[What this task involves]
Below is a listing. Write out exactly its lines between the one holding "None, 3, 255, &mut notification);" and the one holding "pub mod persistence;", inclusive.

[Data listing]
☆ ☆ ☆ ☆ ☆

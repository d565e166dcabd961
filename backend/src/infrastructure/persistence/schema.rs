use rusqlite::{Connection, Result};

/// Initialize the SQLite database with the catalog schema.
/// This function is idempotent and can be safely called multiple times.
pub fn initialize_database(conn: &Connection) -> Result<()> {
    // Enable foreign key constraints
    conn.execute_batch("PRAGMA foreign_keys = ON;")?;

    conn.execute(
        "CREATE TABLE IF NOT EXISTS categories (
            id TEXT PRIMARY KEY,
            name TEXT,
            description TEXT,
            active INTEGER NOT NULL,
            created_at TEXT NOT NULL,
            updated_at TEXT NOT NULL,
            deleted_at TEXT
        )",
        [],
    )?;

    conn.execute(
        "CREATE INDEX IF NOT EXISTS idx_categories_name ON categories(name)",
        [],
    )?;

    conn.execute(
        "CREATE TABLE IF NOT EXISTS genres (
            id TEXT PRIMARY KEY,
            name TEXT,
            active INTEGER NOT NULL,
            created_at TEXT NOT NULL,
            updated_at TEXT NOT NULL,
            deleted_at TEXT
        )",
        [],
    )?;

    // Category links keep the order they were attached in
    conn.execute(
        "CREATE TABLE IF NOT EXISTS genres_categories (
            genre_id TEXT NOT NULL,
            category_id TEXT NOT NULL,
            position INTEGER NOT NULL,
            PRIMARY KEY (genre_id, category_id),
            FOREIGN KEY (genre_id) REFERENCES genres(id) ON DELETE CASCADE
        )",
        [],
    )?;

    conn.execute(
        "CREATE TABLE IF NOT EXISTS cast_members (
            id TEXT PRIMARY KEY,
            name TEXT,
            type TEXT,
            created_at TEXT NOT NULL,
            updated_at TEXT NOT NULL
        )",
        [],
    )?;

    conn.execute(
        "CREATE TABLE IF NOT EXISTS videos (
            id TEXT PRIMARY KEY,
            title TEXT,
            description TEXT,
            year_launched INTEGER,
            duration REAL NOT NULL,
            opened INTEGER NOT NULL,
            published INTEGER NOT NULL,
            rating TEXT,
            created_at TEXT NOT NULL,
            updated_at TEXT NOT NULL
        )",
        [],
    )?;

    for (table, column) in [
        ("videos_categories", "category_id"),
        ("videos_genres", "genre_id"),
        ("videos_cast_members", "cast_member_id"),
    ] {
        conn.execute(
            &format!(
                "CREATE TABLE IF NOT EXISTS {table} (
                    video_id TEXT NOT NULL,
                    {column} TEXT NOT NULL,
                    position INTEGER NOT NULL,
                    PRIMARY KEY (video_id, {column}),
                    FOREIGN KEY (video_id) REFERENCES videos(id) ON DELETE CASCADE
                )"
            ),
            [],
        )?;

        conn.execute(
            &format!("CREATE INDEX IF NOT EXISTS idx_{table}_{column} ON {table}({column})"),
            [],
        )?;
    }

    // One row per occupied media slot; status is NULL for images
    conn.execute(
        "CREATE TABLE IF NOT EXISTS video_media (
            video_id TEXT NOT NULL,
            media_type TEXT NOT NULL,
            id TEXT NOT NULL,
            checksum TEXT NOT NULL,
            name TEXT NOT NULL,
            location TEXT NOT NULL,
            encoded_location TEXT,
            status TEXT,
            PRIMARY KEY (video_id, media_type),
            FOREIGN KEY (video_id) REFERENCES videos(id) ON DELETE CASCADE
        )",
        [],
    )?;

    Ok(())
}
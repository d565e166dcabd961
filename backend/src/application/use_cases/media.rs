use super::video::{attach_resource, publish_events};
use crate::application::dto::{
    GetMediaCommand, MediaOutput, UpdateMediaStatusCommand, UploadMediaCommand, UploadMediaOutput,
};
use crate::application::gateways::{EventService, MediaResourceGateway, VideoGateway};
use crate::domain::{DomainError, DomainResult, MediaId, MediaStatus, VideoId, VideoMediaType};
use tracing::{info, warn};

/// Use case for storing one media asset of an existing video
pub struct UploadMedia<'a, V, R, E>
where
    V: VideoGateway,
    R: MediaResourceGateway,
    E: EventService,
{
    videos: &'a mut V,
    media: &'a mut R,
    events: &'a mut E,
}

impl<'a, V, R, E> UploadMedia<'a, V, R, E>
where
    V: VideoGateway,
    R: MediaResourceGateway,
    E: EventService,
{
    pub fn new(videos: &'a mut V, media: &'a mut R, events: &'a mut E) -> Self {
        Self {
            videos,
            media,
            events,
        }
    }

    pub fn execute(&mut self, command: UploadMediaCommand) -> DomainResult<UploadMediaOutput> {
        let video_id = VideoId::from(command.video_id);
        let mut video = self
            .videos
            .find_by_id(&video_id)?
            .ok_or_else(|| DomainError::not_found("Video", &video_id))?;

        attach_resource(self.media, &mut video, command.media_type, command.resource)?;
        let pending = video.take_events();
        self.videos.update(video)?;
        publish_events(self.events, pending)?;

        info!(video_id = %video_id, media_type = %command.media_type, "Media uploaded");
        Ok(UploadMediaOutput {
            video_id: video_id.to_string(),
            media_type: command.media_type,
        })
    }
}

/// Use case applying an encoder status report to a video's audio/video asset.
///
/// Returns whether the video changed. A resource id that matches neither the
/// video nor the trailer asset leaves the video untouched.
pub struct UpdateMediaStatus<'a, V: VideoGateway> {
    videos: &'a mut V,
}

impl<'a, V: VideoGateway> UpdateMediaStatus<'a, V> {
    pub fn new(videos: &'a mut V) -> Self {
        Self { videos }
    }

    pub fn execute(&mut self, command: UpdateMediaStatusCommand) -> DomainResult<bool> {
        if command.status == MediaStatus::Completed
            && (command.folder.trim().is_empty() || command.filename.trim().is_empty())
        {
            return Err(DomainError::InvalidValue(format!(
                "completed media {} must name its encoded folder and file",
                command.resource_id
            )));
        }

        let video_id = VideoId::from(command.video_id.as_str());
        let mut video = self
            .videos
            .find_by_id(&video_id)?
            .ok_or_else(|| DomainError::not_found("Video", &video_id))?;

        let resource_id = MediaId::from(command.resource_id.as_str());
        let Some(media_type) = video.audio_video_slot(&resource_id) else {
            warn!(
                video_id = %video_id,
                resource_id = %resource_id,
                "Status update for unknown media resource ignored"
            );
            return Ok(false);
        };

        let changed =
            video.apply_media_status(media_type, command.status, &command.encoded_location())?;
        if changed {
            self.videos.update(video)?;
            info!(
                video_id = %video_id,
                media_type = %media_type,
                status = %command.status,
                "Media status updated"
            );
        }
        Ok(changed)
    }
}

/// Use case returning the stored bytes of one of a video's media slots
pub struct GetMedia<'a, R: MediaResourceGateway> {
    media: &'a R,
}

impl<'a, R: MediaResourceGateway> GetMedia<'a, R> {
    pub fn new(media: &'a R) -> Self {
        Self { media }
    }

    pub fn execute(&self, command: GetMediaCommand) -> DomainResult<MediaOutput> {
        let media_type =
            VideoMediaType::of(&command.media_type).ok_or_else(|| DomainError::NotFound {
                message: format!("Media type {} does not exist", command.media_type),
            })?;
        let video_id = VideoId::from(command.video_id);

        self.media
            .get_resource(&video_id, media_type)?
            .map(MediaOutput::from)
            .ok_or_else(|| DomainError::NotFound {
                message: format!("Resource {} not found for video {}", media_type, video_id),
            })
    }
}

☆ ☆ ☆ ☆ ☆

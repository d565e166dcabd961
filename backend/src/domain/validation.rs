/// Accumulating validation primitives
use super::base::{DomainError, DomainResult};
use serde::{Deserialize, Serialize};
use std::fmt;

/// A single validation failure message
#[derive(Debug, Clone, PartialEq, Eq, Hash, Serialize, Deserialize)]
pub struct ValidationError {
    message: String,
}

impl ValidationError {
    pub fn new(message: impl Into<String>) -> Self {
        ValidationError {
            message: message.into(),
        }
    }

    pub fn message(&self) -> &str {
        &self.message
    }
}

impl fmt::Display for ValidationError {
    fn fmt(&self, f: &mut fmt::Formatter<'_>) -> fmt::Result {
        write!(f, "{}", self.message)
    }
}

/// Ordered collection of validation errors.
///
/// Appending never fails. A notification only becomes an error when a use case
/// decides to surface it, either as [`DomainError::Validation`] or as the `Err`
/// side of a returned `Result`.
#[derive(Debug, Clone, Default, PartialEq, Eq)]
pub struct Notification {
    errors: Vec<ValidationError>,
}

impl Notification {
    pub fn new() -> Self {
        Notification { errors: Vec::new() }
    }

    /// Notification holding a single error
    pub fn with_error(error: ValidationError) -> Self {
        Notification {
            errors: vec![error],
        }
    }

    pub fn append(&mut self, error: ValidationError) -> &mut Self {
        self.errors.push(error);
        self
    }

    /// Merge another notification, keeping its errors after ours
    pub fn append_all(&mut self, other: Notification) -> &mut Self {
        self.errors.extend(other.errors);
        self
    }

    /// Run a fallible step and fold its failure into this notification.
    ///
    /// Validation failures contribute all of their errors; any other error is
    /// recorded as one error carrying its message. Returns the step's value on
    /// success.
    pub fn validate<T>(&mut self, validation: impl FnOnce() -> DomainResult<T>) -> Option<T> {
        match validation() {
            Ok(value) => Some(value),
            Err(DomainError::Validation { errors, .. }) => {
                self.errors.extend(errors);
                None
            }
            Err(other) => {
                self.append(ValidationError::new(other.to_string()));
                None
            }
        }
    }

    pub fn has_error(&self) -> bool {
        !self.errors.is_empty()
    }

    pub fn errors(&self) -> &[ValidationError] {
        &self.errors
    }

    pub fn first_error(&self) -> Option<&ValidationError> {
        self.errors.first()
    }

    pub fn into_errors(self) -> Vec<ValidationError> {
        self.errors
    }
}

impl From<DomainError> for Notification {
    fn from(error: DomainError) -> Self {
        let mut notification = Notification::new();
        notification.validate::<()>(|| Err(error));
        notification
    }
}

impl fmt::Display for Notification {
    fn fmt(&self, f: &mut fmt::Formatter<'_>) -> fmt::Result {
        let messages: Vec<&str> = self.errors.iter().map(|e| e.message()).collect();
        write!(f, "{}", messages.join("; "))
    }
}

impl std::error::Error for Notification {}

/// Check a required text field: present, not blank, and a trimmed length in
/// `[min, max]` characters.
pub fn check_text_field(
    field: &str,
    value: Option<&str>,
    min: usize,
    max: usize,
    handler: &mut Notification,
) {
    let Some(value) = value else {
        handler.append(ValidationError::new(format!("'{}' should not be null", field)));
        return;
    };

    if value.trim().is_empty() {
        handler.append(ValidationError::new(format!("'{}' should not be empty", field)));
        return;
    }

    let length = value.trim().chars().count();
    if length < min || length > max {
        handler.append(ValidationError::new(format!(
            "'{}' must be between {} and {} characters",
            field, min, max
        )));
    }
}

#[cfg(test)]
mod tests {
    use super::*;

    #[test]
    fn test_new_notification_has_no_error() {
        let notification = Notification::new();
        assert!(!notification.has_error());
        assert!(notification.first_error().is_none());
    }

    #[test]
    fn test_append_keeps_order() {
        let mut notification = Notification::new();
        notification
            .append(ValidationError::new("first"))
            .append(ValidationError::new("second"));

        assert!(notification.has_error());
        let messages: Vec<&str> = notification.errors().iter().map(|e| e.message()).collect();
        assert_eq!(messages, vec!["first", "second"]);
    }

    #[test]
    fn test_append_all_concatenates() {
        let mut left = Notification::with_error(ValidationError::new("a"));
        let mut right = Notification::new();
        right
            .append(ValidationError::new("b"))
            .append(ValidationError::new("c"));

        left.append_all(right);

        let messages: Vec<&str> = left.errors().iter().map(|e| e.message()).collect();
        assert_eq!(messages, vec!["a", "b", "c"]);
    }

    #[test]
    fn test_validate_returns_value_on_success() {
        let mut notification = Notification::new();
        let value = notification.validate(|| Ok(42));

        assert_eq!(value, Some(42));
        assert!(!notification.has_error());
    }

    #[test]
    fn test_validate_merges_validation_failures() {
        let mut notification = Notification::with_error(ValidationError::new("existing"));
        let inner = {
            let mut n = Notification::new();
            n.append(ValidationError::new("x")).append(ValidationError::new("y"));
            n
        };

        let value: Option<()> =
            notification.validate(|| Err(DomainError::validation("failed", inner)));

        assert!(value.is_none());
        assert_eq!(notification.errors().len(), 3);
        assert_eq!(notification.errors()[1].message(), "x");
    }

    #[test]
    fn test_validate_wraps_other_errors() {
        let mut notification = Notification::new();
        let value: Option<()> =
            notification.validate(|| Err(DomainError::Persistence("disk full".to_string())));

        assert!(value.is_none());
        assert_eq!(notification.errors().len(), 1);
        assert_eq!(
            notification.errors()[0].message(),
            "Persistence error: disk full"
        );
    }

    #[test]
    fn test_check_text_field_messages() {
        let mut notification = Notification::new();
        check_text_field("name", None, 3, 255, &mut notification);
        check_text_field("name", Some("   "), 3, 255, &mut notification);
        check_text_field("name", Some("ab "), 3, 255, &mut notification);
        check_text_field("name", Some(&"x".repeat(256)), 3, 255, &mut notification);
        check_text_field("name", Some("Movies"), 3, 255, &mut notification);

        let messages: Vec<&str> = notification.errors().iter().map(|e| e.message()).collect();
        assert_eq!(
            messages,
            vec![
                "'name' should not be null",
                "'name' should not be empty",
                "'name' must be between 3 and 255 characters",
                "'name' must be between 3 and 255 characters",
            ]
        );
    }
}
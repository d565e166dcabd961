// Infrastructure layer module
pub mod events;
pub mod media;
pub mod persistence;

☆ ☆ ☆ ☆ ☆

[Exercise output]
        check_text_field("name", None, 3, 255, &mut notification);
        check_text_field("name", Some("   "), 3, 255, &mut notification);
        check_text_field("name", Some("ab "), 3, 255, &mut notification);
        check_text_field("name", Some(&"x".repeat(256)), 3, 255, &mut notification);
        check_text_field("name", Some("Movies"), 3, 255, &mut notification);

        let messages: Vec<&str> = notification.errors().iter().map(|e| e.message()).collect();
        assert_eq!(
            messages,
            vec![
                "'name' should not be null",
                "'name' should not be empty",
                "'name' must be between 3 and 255 characters",
                "'name' must be between 3 and 255 characters",
            ]
        );
    }
}
repository d565e166dcabd961
// Infrastructure layer module
pub mod events;
pub mod media;
pub mod persistence;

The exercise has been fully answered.